KappAhl's rights issue fully subscribed
The new share issue in KappAhl AB (publ) (“KappAhl”) with preferential rights for the company’s shareholders, for which the subscription period ended on 20 December 2012, has been fully subscribed.
Approximately 98.75 per cent of the shares offered have been subscribed for with subscription rights and approximately 1.25 per cent of the shares offered have been allocated to persons that have subscribed for shares without subscription rights. In total, applications for subscription of shares without subscription rights have been received corresponding to approximately 51 per cent of the shares offered. Hence, the rights issue guarantee undertakings have not been made use of.
Allocation of shares that were subscribed for without subscription rights has been made in accordance with the principles outlined in the prospectus that has been prepared in connection with the rights issue and that was published on 30 November 2012. Notification regarding allocation of shares that have been subscribed for without subscription rights will within short be sent to those who have been allocated shares.
Through the rights issue, KappAhl receives approximately SEK 383 million before deduction of transaction costs. The share capital will increase by SEK 32,160,000 from SEK 32,160,000 to SEK 64,320,000, and the number of shares will increase by 225,120,000 from 225,120,000 shares to 450,240,000 shares when the rights issue has been registered with the Swedish Companies Registration Office. Trading in the new shares on NASDAQ OMX Stockholm is expected to commence around 8 January 2013.
Following the rights issue, KappAhl has completed recalculation of the 6,744,000 warrants (Series 2012/2015) KappAhl issued after a resolution at the Annual General Meeting on November 23, 2011. After conversion, each warrant entitles to subscribe for 1.58 new shares at a subscription price of SEK 4.80 per share. The warrants can thus increase the number of shares in KappAhl by a maximum of 10,621,800 and the share capital by a maximum of SEK 1,517,400.
Carnegie is acting as financial advisor and Setterwalls Advokatbyrå is acting as legal advisor to KappAhl.
NOT FOR DISTRIBUTION, DIRECTLY OR INDIRECTLY, IN OR TO THE UNITES STATES, AUSTRALIA, HONG KONG, JAPAN, CANADA, NEW ZEALAND, SINGAPORE OR SOUTH AFRICA OR ANY OTHER JURISDICTION WHERE SUCH DISTRIBUTION OF THIS PRESS RELEASE WOULD BE SUBJECT TO LEGAL RESTRICTIONS.
KappAhl AB (publ) discloses the information provided here pursuant to the Securities Market Act and/or the Financial Instruments Trading Act. The information was submitted for publication on 27 December 2012 at 2 p.m.
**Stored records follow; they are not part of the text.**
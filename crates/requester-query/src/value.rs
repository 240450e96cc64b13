// SPDX-License-Identifier: Apache-2.0

//! Literal values carried by query trees and returned by drivers.

use std::collections::BTreeMap;
use std::fmt;

use serde::{Deserialize, Serialize};

/// Universal value representation
///
/// Records produced by drivers are `Value::Map`s keyed by field name.
#[derive(Debug, Clone, PartialEq, Serialize, Deserialize)]
#[serde(untagged)]
pub enum Value {
    Null,
    Bool(bool),
    Int(i64),
    Float(f64),
    Text(String),
    Array(Vec<Value>),
    Map(BTreeMap<String, Value>),
}

impl Value {
    pub fn is_null(&self) -> bool {
        matches!(self, Value::Null)
    }

    /// Truthiness used when a value is evaluated as a filter.
    pub fn is_truthy(&self) -> bool {
        match self {
            Value::Null => false,
            Value::Bool(b) => *b,
            Value::Int(i) => *i != 0,
            Value::Float(f) => *f != 0.0,
            Value::Text(s) => !s.is_empty(),
            Value::Array(items) => !items.is_empty(),
            Value::Map(fields) => !fields.is_empty(),
        }
    }

    pub fn as_f64(&self) -> Option<f64> {
        match self {
            Value::Int(i) => Some(*i as f64),
            Value::Float(f) => Some(*f),
            _ => None,
        }
    }

    pub fn as_str(&self) -> Option<&str> {
        match self {
            Value::Text(s) => Some(s),
            _ => None,
        }
    }

    pub fn as_map(&self) -> Option<&BTreeMap<String, Value>> {
        match self {
            Value::Map(fields) => Some(fields),
            _ => None,
        }
    }

    /// Walks a dotted path through nested maps.
    pub fn get_path(&self, path: &str) -> Option<&Value> {
        if path.is_empty() {
            return Some(self);
        }
        let mut current = self;
        for segment in path.split('.') {
            current = current.as_map()?.get(segment)?;
        }
        Some(current)
    }

    /// Builds a record from `(field, value)` pairs.
    pub fn record<K, I>(fields: I) -> Self
    where
        K: Into<String>,
        I: IntoIterator<Item = (K, Value)>,
    {
        Value::Map(fields.into_iter().map(|(k, v)| (k.into(), v)).collect())
    }
}

impl fmt::Display for Value {
    fn fmt(&self, f: &mut fmt::Formatter<'_>) -> fmt::Result {
        match self {
            Value::Null => write!(f, "null"),
            Value::Bool(b) => write!(f, "{b}"),
            Value::Int(i) => write!(f, "{i}"),
            Value::Float(x) => write!(f, "{x:?}"),
            Value::Text(s) => write!(f, "{s:?}"),
            Value::Array(items) => {
                write!(f, "[")?;
                for (i, item) in items.iter().enumerate() {
                    if i > 0 {
                        write!(f, ", ")?;
                    }
                    write!(f, "{item}")?;
                }
                write!(f, "]")
            }
            Value::Map(fields) => {
                write!(f, "{{")?;
                for (i, (key, value)) in fields.iter().enumerate() {
                    if i > 0 {
                        write!(f, ", ")?;
                    }
                    write!(f, "{key}: {value}")?;
                }
                write!(f, "}}")
            }
        }
    }
}

impl From<bool> for Value {
    fn from(value: bool) -> Self {
        Value::Bool(value)
    }
}

impl From<i32> for Value {
    fn from(value: i32) -> Self {
        Value::Int(value as i64)
    }
}

impl From<i64> for Value {
    fn from(value: i64) -> Self {
        Value::Int(value)
    }
}

impl From<u32> for Value {
    fn from(value: u32) -> Self {
        Value::Int(value as i64)
    }
}

impl From<f64> for Value {
    fn from(value: f64) -> Self {
        Value::Float(value)
    }
}

impl From<&str> for Value {
    fn from(value: &str) -> Self {
        Value::Text(value.to_string())
    }
}

impl From<String> for Value {
    fn from(value: String) -> Self {
        Value::Text(value)
    }
}

impl<T: Into<Value>> From<Vec<T>> for Value {
    fn from(items: Vec<T>) -> Self {
        Value::Array(items.into_iter().map(Into::into).collect())
    }
}

impl<T: Into<Value>> From<Option<T>> for Value {
    fn from(value: Option<T>) -> Self {
        value.map(Into::into).unwrap_or(Value::Null)
    }
}

#[cfg(test)]
mod tests {
    use super::*;

    #[test]
    fn display_is_canonical() {
        assert_eq!(Value::Int(1).to_string(), "1");
        assert_eq!(Value::Float(1.0).to_string(), "1.0");
        assert_eq!(Value::from("a").to_string(), "\"a\"");
        assert_eq!(Value::from(vec![1, 2]).to_string(), "[1, 2]");
        let record = Value::record([("b", Value::Int(2)), ("a", Value::Null)]);
        assert_eq!(record.to_string(), "{a: null, b: 2}");
    }

    #[test]
    fn get_path_walks_nested_maps() {
        let record = Value::record([(
            "order",
            Value::record([("total", Value::Int(42))]),
        )]);
        assert_eq!(record.get_path("order.total"), Some(&Value::Int(42)));
        assert_eq!(record.get_path("order.missing"), None);
        assert_eq!(record.get_path(""), Some(&record));
    }

    #[test]
    fn untagged_serde_matches_plain_json() {
        let record = Value::record([("sku", Value::Int(1)), ("name", Value::from("bolt"))]);
        let json = serde_json::to_string(&record).unwrap();
        assert_eq!(json, r#"{"name":"bolt","sku":1}"#);
        let back: Value = serde_json::from_str(&json).unwrap();
        assert_eq!(back, record);
    }

    #[test]
    fn truthiness() {
        assert!(!Value::Null.is_truthy());
        assert!(Value::Int(3).is_truthy());
        assert!(!Value::from("").is_truthy());
    }
}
For further information, please contact:
Johan Åberg, President and CEO, phone +46 706 09 99 73, email@example.com
Håkan Westin, Chief Financial Officer, phone +46 704 71 56 64, firstname.lastname@example.org
For other information, please contact:
Annette Björklund, Head Public Relations, phone +46 704 71 55 42, email@example.com
KappAhl was founded 1953 and is a leading Nordic fashion chain with close to 400 stores and 4 500 co-workers in Sweden, Norway, Finland, Poland and the Czech Republic. KappAhl designs, markets and sells value-for-money fashion and focus in particular on women 30-50 years of age. In 1999, KappAhl was the first fashion chain to receive environmental management standard certification. During the financial year 2011/2012, KappAhl had sales of SEK 4,6 billion. KappAhl shares are listed on the NASDAQ OMX Stockholm. Further information is available at www.kappahl.com
In certain jurisdictions, the publication or distribution of this press release may be subject to legal restrictions and persons in those jurisdictions where this press release has been published or distributed should inform themselves about and abide by such legal restrictions.
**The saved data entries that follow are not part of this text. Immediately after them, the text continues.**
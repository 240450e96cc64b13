// SPDX-License-Identifier: Apache-2.0

//! Shared data types for drivers, transactions and routing.

use std::fmt;

use serde::{Deserialize, Serialize};
use uuid::Uuid;

/// Unique identifier for a transaction
#[derive(Debug, Clone, Copy, PartialEq, Eq, Hash, Serialize, Deserialize)]
pub struct TransactionId(pub Uuid);

impl TransactionId {
    pub fn new() -> Self {
        Self(Uuid::new_v4())
    }
}

impl Default for TransactionId {
    fn default() -> Self {
        Self::new()
    }
}

impl fmt::Display for TransactionId {
    fn fmt(&self, f: &mut fmt::Formatter<'_>) -> fmt::Result {
        write!(f, "{}", self.0)
    }
}

/// Transaction lifecycle.
///
/// `Open -> Committing -> Committed | Failed`. Both final states are terminal.
#[derive(Debug, Clone, Copy, PartialEq, Eq, Hash, Serialize, Deserialize)]
#[serde(rename_all = "snake_case")]
pub enum TransactionState {
    Open,
    Committing,
    Committed,
    Failed,
}

impl fmt::Display for TransactionState {
    fn fmt(&self, f: &mut fmt::Formatter<'_>) -> fmt::Result {
        let label = match self {
            TransactionState::Open => "open",
            TransactionState::Committing => "committing",
            TransactionState::Committed => "committed",
            TransactionState::Failed => "failed",
        };
        f.write_str(label)
    }
}

/// Default schema search depth used by discovery.
pub const DEFAULT_MAX_DEPTH: usize = 3;

/// Options for processing and routing a transaction.
#[derive(Debug, Clone, PartialEq, Serialize, Deserialize)]
#[serde(default)]
pub struct RouteOptions {
    /// Search driver schemas for names that are not driver-prefixed.
    pub discovery: bool,
    /// Accept several matching drivers for one name.
    pub many: bool,
    /// When set, forces both `discovery` and `many` to this value.
    pub besteffort: Option<bool>,
    /// Depth budget of a schema search (default: 3)
    pub maxdepth: usize,
    /// Ask drivers for a plan instead of executing.
    pub explain: bool,
    /// Run backend calls on spawned tasks.
    pub asynchronous: bool,
}

impl Default for RouteOptions {
    fn default() -> Self {
        Self {
            discovery: false,
            many: false,
            besteffort: None,
            maxdepth: DEFAULT_MAX_DEPTH,
            explain: false,
            asynchronous: true,
        }
    }
}

impl RouteOptions {
    pub fn discovery(&self) -> bool {
        self.besteffort.unwrap_or(self.discovery)
    }

    pub fn many(&self) -> bool {
        self.besteffort.unwrap_or(self.many)
    }

    pub fn with_discovery(mut self, discovery: bool) -> Self {
        self.discovery = discovery;
        self
    }

    pub fn with_many(mut self, many: bool) -> Self {
        self.many = many;
        self
    }

    pub fn with_besteffort(mut self, besteffort: bool) -> Self {
        self.besteffort = Some(besteffort);
        self
    }

    pub fn with_maxdepth(mut self, maxdepth: usize) -> Self {
        self.maxdepth = maxdepth;
        self
    }

    pub fn with_explain(mut self, explain: bool) -> Self {
        self.explain = explain;
        self
    }

    pub fn synchronous(mut self) -> Self {
        self.asynchronous = false;
        self
    }
}

/// What a driver can do, reported for listing.
#[derive(Debug, Clone, Copy, PartialEq, Eq, Default, Serialize, Deserialize)]
pub struct DriverCapabilities {
    pub create: bool,
    pub read: bool,
    pub update: bool,
    pub delete: bool,
    /// Exposes a schema graph through `children`.
    pub discovery: bool,
    pub explain: bool,
}

impl DriverCapabilities {
    pub fn all() -> Self {
        Self {
            create: true,
            read: true,
            update: true,
            delete: true,
            discovery: true,
            explain: true,
        }
    }
}

/// Driver metadata exposed for listing.
#[derive(Debug, Clone, PartialEq, Serialize, Deserialize)]
pub struct DriverInfo {
    pub name: String,
    pub capabilities: DriverCapabilities,
}

#[cfg(test)]
mod tests {
    use super::*;

    #[test]
    fn besteffort_forces_discovery_and_many() {
        let options = RouteOptions::default().with_besteffort(true);
        assert!(options.discovery());
        assert!(options.many());

        let strict = RouteOptions::default()
            .with_discovery(true)
            .with_many(true)
            .with_besteffort(false);
        assert!(!strict.discovery());
        assert!(!strict.many());
    }

    #[test]
    fn options_deserialize_with_defaults() {
        let options: RouteOptions = serde_json::from_str(r#"{"discovery": true}"#).unwrap();
        assert!(options.discovery);
        assert_eq!(options.maxdepth, DEFAULT_MAX_DEPTH);
        assert!(options.asynchronous);
    }
}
This press release may not be published or distributed, directly or indirectly, in or to the United States, Australia, Hong Kong, Japan, Canada, New Zealand, Singapore, or South Africa or any other country where such action is wholly or partially subject to legal restrictions. Nor may the information in this press release be forwarded, reproduced or disclosed in such a manner that contravenes such restrictions. Failure to comply with this instruction may result in a violation of the United States Securities Act of 1933 ("Securities Act") or laws applicable in other jurisdictions.
This press release does not contain or constitute an invitation or an offer to acquire, subscribe for or otherwise trade in shares, subscription rights or other securities in KappAhl AB (publ). Any invitation to the persons concerned to subscribe for shares in KappAhl AB (publ) is only made through the prospectus that KappAhl AB (publ) made public on 30 November 2012.
Neither of the subscription rights, the BTAs (interim shares) or the new shares will be registered in accordance with the Securities Act or any provincial act in Canada and may not be transferred or offered for sale in the United States or Canada or to persons resident there or on account of such persons other than in such exceptional cases that do not require registration in accordance with the Securities Act or any provincial act in Canada.